UCM a lutté des décennies durant pour que le montant minimal de pension des indépendants égale enfin celui de salariés.
© fizkes/AdobeStock

 

Cotisations et financement

Les indépendants doivent verser en cotisations sociales 20,5 % de leurs revenus de l'année, avant impôt. Ils paient en quatre fois, trimestre par trimestre. En cas de retard, ils subissent une majoration de 3 %, plus 7 % sur la somme impayée en fin d'année. Les caisses d'assurances sociales, qui récoltent l'argent pour le compte de l'Inasti (organisme fédéral), proposent un montant à payer en fonction des revenus de l'année antépénultième (2019 pour 2022). L'indépendant peut l'ajuster à la hausse ou à la baisse selon l'évolution de ses rentrées. Les starters se voient réclamer un forfait en hausse d'une année à l'autre.

Il existe un minimum à payer pour bénéficier du statut social (782 euros par trimestre hormis les starters) et un maximum (4.480 euros par trimestre).
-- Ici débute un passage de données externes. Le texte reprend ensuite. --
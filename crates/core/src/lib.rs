//! Core game logic module - the spatial simulation
//!
//! This crate contains all the rules of the rescue game and none of the I/O.
//! It never touches the terminal, the keyboard or the clock (except to draw a
//! wall-clock seed on request), which keeps it:
//!
//! - **Testable**: scenarios are built from explicit layouts and seeds
//! - **Portable**: any renderer can consume a [`GameSnapshot`]
//!
//! # Module Structure
//!
//! - [`rng`]: LCG and the buffered position generator
//! - [`grid`]: two sparse layers, danger zones and rescue targets
//! - [`spawner`]: rejection-sampled placement with exclusion rules
//! - [`collision`]: walls, danger zones and rescues for one step
//! - [`progression`]: lives, score, level and movement delays
//! - [`game_state`]: the run, stepped by the game loop
//!
//! # Invariants
//!
//! - Exactly `max_people` rescue targets at all times
//! - Danger zones start at `initial_danger_zones` and never shrink
//! - No cell is both a danger zone and a rescue target
//! - Entities stay inside the spawn area
//!
//! # Example
//!
//! ```
//! use robo_rescue_core::{GameConfig, GameState, GridDims};
//! use robo_rescue_types::Direction;
//!
//! let mut game = GameState::new(GameConfig::default(), GridDims::new(80, 24), 12345).unwrap();
//!
//! game.steer(Direction::Left);
//! let report = game.step().unwrap();
//!
//! assert_eq!(game.grid().rescue_targets().len(), 5);
//! assert!(report.lives_lost() <= 1);
//! ```

pub mod collision;
pub mod config;
pub mod error;
pub mod game_state;
pub mod grid;
pub mod progression;
pub mod rng;
pub mod snapshot;
pub mod spawner;

pub use robo_rescue_types as types;

pub use collision::{Avatar, TickReport};
pub use config::{AvatarBounds, GameConfig, GridDims, SpawnArea};
pub use error::CoreError;
pub use game_state::{GameState, Layout};
pub use grid::{CellLayer, EntityGrid};
pub use progression::{Difficulty, Progression};
pub use rng::{clock_seed, SimpleRng};
pub use snapshot::GameSnapshot;
pub use spawner::Spawner;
Les salariés ne paient "que" 13,06 % de cotisations personnelles, mais leur employeur doit verser pour eux 25 % du salaire brut. Il n'y a ni plancher, ni plafond, mais de nombreux cas de réductions.

Cela fait plus de quarante ans que les cotisations ne couvrent plus la totalité des dépenses de la sécurité sociale. L'État ajoute un "financement alternatif".

Ça paie !

Il y a vingt ans, la Belgique comptait 600.000 indépendants à titre principal. Ils sont en 2022 quelque 800.000 !

Cette augmentation énorme, à peine ralentie lors de la crise Covid, a plusieurs causes. Elle est due sans doute à une demande accrue d'autonomie et de sens dans son activité professionnelle. Les carrières ne sont plus linéaires. L'augmentation du patrimoine des ménages – ou de certains ménages – facilite la prise de risque.

En même temps, les pouvoirs publics ont compris l'importance capitale de l'initiative privée dans la création de richesse. Un tissu de PME et d'indépendants est devenu indispensable à une prospérité économique qui ne peut plus reposer sur les seules grandes entreprises. Les Régions ont développé la sensibilisation des jeunes et des demandeurs d'emploi à la création d'entreprise. Les starters sont mieux accompagnés et le financement plus accessible.

Mais à coup sûr, une augmentation de cette ampleur n'aurait pas été possible sans l'amélioration de la protection sociale des indépendants. Il était devenu intolérable que certains travaillent dans la sécurité totale et d'autres, souvent davantage, dans l'insécurité totale. Le contrat social devait être réécrit.

L'amélioration du statut social génère de l'activité : le nombre d'indépendants à titre principal a crû de 33 % sur les vingt dernières années.